100 S.W. 498, 123 Mo. App. 147, 1907 Mo. App. LEXIS 288
CourtMissouri Court of Appeals
DecidedFebruary 19, 1907
StatusPublished
Cited by9 cases

This text of 100 S.W. 498 (Dolan v. Royal Neighbors of America) is published on Counsel Stack Legal Research, covering Missouri Court of Appeals primary law. Counsel Stack provides free access to over 12 million legal documents including statutes, case law, regulations, and constitutions.

Bluebook
Dolan v. Royal Neighbors of America, 100 S.W. 498, 123 Mo. App. 147, 1907 Mo. App. LEXIS 288 (Mo. Ct.
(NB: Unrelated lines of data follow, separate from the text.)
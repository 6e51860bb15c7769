// Data Source Port - pluggable row providers
//
// A data source exposes reportable entities (forms, tables, collections)
// and extracts their rows as label-keyed tables. The core only ever talks
// to this trait; concrete providers live outside the core.

use std::collections::HashMap;
use std::sync::Arc;

use async_trait::async_trait;
use serde::{Deserialize, Serialize};
use serde_json::Value;

use crate::error::Result;

/// A reportable unit inside a data source
#[derive(Debug, Clone, Serialize, Deserialize)]
pub struct EntityDescriptor {
    pub id: String,
    /// Human display name, also the source label in combined exports
    pub name: String,
    /// Short machine handle, used in generated filenames
    pub handle: String,
    pub row_count: i64,
}

/// One exportable field of an entity
#[derive(Debug, Clone, Serialize, Deserialize)]
pub struct FieldDescriptor {
    pub handle: String,
    pub label: String,
    pub field_type: String,
    pub exportable: bool,
}

/// Resolved extraction options handed to an adapter
#[derive(Debug, Clone, Default)]
pub struct RowQuery {
    /// Inclusive lower bound, epoch ms
    pub start: Option<i64>,
    /// Exclusive upper bound, epoch ms
    pub end: Option<i64>,
    pub site_id: Option<String>,
    /// Field handles to include; empty means every exportable field
    pub fields: Vec<String>,
    /// Pagination over the filtered rows
    pub offset: Option<usize>,
    pub limit: Option<usize>,
}

/// Tabular extraction result: header labels plus row cells
#[derive(Debug, Clone, Default, PartialEq)]
pub struct TableData {
    pub headers: Vec<String>,
    pub rows: Vec<Vec<Value>>,
}

/// Data source port
#[async_trait]
pub trait DataSource: Send + Sync {
    /// Stable machine handle the registry resolves
    fn handle(&self) -> &str;

    /// Human display name
    fn name(&self) -> &str;

    /// Whether the underlying provider can currently serve rows
    async fn is_available(&self) -> bool;

    /// Every reportable entity this source exposes
    async fn entities(&self) -> Result<Vec<EntityDescriptor>>;

    /// Single-entity lookup
    async fn entity(&self, entity_id: &str) -> Result<Option<EntityDescriptor>>;

    /// Exportable fields of one entity
    async fn fields(&self, entity_id: &str) -> Result<Vec<FieldDescriptor>>;

    /// Extract rows for one entity, honoring the query options
    async fn export(&self, entity_id: &str, query: &RowQuery) -> Result<TableData>;
}

/// Handle -> adapter mapping, populated by explicit registration at startup
#[derive(Default)]
pub struct DataSourceRegistry {
    sources: HashMap<String, Arc<dyn DataSource>>,
}

impl DataSourceRegistry {
    pub fn new() -> Self {
        Self::default()
    }

    pub fn register(&mut self, source: Arc<dyn DataSource>) {
        tracing::debug!(handle = source.handle(), "registering data source");
        self.sources.insert(source.handle().to_string(), source);
    }

    pub fn get(&self, handle: &str) -> Option<Arc<dyn DataSource>> {
        self.sources.get(handle).cloned()
    }

    pub fn handles(&self) -> Vec<String> {
        let mut handles: Vec<String> = self.sources.keys().cloned().collect();
        handles.sort();
        handles
    }
}

// ============================================================================
// Mock Implementations for Testing
// ============================================================================

pub mod mocks {
    use super::*;
    use crate::error::AppError;

    /// One prepared entity of a [`StaticSource`]: descriptor, fields and
    /// rows aligned with the field order
    #[derive(Debug, Clone)]
    pub struct StaticEntity {
        pub descriptor: EntityDescriptor,
        pub fields: Vec<FieldDescriptor>,
        pub rows: Vec<Vec<Value>>,
    }

    impl StaticEntity {
        pub fn new(
            id: impl Into<String>,
            name: impl Into<String>,
            fields: Vec<FieldDescriptor>,
            rows: Vec<Vec<Value>>,
        ) -> Self {
            let id = id.into();
            Self {
                descriptor: EntityDescriptor {
                    handle: id.clone(),
                    id,
                    name: name.into(),
                    row_count: rows.len() as i64,
                },
                fields,
                rows,
            }
        }
    }

    /// Text field helper for test fixtures
    pub fn text_field(handle: impl Into<String>, label: impl Into<String>) -> FieldDescriptor {
        FieldDescriptor {
            handle: handle.into(),
            label: label.into(),
            field_type: "text".to_string(),
            exportable: true,
        }
    }

    /// In-memory data source serving a prepared dataset.
    ///
    /// Honors the field subset and pagination of a query; date and site
    /// filters are ignored, the prepared rows are returned as-is.
    pub struct StaticSource {
        handle: String,
        name: String,
        entities: Vec<StaticEntity>,
        available: bool,
    }

    impl StaticSource {
        pub fn new(handle: impl Into<String>, name: impl Into<String>) -> Self {
            Self {
                handle: handle.into(),
                name: name.into(),
                entities: Vec::new(),
                available: true,
            }
        }

        pub fn with_entity(mut self, entity: StaticEntity) -> Self {
            self.entities.push(entity);
            self
        }

        pub fn unavailable(mut self) -> Self {
            self.available = false;
            self
        }

        fn find(&self, entity_id: &str) -> Option<&StaticEntity> {
            self.entities.iter().find(|e| e.descriptor.id == entity_id)
        }
    }

    #[async_trait]
    impl DataSource for StaticSource {
        fn handle(&self) -> &str {
            &self.handle
        }

        fn name(&self) -> &str {
            &self.name
        }

        async fn is_available(&self) -> bool {
            self.available
        }

        async fn entities(&self) -> Result<Vec<EntityDescriptor>> {
            Ok(self.entities.iter().map(|e| e.descriptor.clone()).collect())
        }

        async fn entity(&self, entity_id: &str) -> Result<Option<EntityDescriptor>> {
            Ok(self.find(entity_id).map(|e| e.descriptor.clone()))
        }

        async fn fields(&self, entity_id: &str) -> Result<Vec<FieldDescriptor>> {
            Ok(self
                .find(entity_id)
                .map(|e| e.fields.clone())
                .unwrap_or_default())
        }

        async fn export(&self, entity_id: &str, query: &RowQuery) -> Result<TableData> {
            let entity = self.find(entity_id).ok_or_else(|| {
                AppError::NotFound(format!("entity {} in {}", entity_id, self.handle))
            })?;

            let selected: Vec<usize> = entity
                .fields
                .iter()
                .enumerate()
                .filter(|(_, f)| {
                    if query.fields.is_empty() {
                        f.exportable
                    } else {
                        query.fields.contains(&f.handle)
                    }
                })
                .map(|(i, _)| i)
                .collect();

            let headers = selected
                .iter()
                .map(|&i| entity.fields[i].label.clone())
                .collect();
            let rows = entity
                .rows
                .iter()
                .skip(query.offset.unwrap_or(0))
                .take(query.limit.unwrap_or(usize::MAX))
                .map(|row| {
                    selected
                        .iter()
                        .map(|&i| row.get(i).cloned().unwrap_or(Value::Null))
                        .collect()
                })
                .collect();

            Ok(TableData { headers, rows })
        }
    }
}
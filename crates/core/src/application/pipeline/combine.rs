// Combined-export merge
//
// Aligns rows from entities with divergent field schemas on one shared,
// label-keyed header list.

use serde_json::Value;

use crate::port::data_source::TableData;

/// Leading synthetic column carrying each row's entity display name
pub const SOURCE_COLUMN: &str = "Source";

/// One entity's contribution to a combined export
#[derive(Debug, Clone)]
pub struct CombinedInput {
    /// Entity display name written into the source column
    pub source_name: String,
    /// Labels from the entity's field list (pass 1)
    pub field_labels: Vec<String>,
    /// The entity's extracted rows, headers keyed by label (pass 2)
    pub table: TableData,
}

/// Two-pass merge.
///
/// Pass 1 unions the field labels of every entity into a single ordered
/// header list seeded with [`SOURCE_COLUMN`]; a label already present is
/// not duplicated, so two entities sharing a field label share a column.
///
/// Pass 2 builds each output row at the combined width, placing every
/// cell at the index of its own header label and leaving unmatched
/// positions blank. Rows from schema-divergent entities therefore align
/// on shared columns and can never land in a column belonging to an
/// unrelated field.
pub fn merge(inputs: &[CombinedInput]) -> TableData {
    let mut headers = vec![SOURCE_COLUMN.to_string()];
    for input in inputs {
        for label in &input.field_labels {
            if !headers.iter().any(|h| h == label) {
                headers.push(label.clone());
            }
        }
    }

    let mut rows = Vec::new();
    for input in inputs {
        // Resolve the entity's own header positions against the combined
        // list once per entity, not once per row
        let positions: Vec<Option<usize>> = input
            .table
            .headers
            .iter()
            .map(|label| headers.iter().position(|h| h == label))
            .collect();

        for source_row in &input.table.rows {
            let mut row = vec![Value::Null; headers.len()];
            row[0] = Value::String(input.source_name.clone());
            for (i, cell) in source_row.iter().enumerate() {
                if let Some(Some(index)) = positions.get(i) {
                    row[*index] = cell.clone();
                }
            }
            rows.push(row);
        }
    }

    TableData { headers, rows }
}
App. 1907).

Opinion

NORTONI, J.

(after stating the facts). — It would be entirely proper to pass over the matter of whether the stipulation in the contract providing- a limitation of one year upon the time for instituting suit is valid or invalid, and affirm the judgment of the trial court in granting a new trial for the reason that it erred in excluding plaintiff’s offer of proof that Myrtle E. Dade, beneficiary recorder of the order, promised the plaintiff, within the year mentioned, that his claim should be paid and requested him not to sue therefor, but counsel representing either party have requested that we give an opinion on the several law questions arising on the record. These questions therefore will be noticed as presented.

Plaintiff insists that the seventh stipulation in the contract, as follows:

■ “7th. No action can or shall be maintained on this certificate unless brought within one year from the date of the death of said neighbor,”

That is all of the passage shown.